**Task inputs**.
--------

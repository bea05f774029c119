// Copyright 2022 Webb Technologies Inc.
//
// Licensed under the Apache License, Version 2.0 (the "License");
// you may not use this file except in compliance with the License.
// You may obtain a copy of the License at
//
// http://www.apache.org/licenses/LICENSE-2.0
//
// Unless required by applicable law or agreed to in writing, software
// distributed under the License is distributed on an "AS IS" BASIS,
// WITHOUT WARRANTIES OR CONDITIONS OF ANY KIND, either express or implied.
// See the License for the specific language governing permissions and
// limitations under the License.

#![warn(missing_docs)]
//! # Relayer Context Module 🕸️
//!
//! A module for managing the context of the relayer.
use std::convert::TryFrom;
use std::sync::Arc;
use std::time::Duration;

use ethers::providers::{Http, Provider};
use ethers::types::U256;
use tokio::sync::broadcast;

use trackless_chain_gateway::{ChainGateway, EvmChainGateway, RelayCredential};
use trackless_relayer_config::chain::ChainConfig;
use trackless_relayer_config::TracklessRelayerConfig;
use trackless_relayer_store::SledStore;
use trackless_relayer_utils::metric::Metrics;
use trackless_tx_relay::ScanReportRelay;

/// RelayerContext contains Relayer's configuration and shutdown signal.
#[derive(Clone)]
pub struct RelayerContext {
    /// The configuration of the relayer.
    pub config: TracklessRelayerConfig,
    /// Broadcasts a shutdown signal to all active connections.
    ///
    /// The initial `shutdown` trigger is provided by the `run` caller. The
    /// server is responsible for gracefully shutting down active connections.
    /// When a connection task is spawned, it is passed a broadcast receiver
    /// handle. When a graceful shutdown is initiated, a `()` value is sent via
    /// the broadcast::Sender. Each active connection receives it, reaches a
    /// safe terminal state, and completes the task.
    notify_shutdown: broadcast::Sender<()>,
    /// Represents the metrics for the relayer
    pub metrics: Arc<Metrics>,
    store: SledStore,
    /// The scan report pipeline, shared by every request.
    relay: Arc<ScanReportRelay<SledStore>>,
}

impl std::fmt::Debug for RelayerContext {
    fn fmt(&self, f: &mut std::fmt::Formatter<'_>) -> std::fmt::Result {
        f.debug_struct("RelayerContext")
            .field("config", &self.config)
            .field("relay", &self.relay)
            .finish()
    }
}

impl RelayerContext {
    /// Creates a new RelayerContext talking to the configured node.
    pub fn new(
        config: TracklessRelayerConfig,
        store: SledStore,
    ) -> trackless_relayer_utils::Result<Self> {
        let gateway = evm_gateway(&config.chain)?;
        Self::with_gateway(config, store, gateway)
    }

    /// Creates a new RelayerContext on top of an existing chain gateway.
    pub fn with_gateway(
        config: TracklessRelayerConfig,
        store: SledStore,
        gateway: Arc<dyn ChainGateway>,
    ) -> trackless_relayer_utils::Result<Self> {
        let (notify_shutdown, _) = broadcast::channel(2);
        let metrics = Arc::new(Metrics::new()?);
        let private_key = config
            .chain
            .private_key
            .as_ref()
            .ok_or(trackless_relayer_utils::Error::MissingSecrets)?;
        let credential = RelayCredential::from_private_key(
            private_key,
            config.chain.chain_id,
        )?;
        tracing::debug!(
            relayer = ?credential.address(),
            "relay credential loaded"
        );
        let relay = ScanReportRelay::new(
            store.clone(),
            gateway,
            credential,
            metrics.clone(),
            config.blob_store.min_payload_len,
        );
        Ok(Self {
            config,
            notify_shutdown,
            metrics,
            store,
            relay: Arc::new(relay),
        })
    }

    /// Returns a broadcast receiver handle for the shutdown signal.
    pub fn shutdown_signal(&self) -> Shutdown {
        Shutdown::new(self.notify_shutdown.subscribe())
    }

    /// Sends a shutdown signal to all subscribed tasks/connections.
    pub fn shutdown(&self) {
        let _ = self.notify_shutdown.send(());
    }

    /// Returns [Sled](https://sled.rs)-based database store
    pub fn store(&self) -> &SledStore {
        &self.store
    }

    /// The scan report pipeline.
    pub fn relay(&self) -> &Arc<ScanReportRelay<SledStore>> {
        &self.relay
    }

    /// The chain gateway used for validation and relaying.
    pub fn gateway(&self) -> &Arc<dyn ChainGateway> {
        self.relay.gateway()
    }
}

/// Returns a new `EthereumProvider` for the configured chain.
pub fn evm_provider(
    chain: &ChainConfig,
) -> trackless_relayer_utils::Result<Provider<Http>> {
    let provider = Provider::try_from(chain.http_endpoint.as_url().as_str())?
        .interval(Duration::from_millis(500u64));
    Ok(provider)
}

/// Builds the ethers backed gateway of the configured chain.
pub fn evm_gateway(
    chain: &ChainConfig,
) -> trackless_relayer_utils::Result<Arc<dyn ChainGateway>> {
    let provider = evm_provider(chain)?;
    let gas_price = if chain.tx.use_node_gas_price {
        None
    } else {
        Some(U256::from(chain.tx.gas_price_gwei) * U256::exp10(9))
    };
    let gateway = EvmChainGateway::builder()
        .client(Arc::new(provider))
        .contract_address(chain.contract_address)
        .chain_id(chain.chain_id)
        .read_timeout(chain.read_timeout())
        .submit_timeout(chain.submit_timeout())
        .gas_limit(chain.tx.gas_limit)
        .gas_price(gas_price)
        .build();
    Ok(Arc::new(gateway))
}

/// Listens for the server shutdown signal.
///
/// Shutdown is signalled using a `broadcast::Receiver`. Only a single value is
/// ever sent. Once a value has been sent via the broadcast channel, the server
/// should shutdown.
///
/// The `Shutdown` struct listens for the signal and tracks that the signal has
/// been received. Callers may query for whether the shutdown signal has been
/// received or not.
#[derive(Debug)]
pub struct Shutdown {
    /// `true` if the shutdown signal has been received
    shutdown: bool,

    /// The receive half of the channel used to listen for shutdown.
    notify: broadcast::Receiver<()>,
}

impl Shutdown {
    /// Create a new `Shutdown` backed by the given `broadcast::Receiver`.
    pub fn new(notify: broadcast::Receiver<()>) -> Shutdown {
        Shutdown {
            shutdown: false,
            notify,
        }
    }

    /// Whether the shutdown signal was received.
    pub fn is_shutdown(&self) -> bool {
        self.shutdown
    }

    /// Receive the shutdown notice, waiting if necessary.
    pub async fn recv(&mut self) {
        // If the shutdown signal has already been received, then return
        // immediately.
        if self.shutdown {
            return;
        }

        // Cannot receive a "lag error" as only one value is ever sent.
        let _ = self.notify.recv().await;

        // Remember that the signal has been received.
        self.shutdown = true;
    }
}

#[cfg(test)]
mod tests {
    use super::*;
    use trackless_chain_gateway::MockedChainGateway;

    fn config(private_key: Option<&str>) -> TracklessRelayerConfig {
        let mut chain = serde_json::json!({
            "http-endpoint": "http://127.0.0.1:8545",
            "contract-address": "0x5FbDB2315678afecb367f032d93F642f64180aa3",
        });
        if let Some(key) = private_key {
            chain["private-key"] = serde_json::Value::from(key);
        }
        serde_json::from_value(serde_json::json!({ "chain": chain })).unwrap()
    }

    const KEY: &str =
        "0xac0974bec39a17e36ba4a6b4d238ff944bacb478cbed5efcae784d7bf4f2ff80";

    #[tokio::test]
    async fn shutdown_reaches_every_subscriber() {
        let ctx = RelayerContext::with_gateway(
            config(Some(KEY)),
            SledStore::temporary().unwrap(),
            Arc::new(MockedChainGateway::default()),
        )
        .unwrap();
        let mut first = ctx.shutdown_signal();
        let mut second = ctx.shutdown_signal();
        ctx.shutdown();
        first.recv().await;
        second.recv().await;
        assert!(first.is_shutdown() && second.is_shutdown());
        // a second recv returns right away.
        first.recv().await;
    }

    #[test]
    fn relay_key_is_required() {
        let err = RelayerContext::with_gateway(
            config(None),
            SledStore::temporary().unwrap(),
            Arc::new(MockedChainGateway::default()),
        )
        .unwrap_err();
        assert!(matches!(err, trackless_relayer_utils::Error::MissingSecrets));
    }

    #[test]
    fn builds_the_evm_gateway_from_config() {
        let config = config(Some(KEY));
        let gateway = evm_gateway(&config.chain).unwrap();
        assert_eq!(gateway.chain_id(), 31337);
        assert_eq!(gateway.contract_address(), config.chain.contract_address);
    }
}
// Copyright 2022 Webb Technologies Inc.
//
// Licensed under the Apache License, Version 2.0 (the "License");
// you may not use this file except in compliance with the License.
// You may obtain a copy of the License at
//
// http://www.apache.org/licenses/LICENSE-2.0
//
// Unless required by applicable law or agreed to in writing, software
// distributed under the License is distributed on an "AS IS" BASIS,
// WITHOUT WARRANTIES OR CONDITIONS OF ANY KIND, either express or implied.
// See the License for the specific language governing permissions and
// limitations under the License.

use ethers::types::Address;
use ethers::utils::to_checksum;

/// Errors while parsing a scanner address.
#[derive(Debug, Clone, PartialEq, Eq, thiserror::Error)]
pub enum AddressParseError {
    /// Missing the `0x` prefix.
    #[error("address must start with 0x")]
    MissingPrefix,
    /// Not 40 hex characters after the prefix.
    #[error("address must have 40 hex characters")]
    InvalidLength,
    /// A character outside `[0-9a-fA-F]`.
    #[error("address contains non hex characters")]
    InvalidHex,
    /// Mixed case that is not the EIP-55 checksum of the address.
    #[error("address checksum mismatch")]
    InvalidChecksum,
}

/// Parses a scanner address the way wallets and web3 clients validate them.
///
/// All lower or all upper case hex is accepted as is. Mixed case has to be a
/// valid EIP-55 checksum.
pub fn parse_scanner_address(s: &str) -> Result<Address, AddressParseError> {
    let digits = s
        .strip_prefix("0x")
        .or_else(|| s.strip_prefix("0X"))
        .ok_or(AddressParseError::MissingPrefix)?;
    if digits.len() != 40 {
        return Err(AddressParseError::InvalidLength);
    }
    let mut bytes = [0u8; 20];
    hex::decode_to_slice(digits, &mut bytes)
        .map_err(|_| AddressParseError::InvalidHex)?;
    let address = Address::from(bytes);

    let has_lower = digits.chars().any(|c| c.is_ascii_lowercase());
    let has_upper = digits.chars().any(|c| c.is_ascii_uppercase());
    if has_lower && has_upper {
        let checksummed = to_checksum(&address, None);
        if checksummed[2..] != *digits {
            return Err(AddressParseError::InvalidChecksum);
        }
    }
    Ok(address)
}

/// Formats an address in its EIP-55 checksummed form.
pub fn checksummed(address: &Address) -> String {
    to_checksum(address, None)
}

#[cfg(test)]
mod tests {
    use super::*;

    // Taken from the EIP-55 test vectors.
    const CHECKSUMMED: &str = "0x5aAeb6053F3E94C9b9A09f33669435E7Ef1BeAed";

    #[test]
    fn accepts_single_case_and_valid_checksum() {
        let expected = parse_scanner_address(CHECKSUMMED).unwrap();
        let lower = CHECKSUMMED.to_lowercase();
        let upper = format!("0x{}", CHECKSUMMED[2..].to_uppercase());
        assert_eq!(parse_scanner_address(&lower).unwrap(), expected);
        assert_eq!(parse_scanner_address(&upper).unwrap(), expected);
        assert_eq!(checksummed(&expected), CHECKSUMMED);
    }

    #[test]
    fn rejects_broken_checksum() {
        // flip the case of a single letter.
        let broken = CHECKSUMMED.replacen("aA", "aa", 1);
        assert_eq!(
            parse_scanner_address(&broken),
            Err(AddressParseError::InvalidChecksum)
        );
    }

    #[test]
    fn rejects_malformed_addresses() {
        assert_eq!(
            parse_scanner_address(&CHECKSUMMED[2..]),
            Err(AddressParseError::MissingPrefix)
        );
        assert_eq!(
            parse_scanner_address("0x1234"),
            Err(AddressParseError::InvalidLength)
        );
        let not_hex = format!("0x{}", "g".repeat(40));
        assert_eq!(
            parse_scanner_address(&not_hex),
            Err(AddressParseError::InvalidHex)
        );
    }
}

--------

**What the task requires**. Find how many lines in the material above contain "RelayCredential", and answer with that number only.

**Result of this exercise**. 2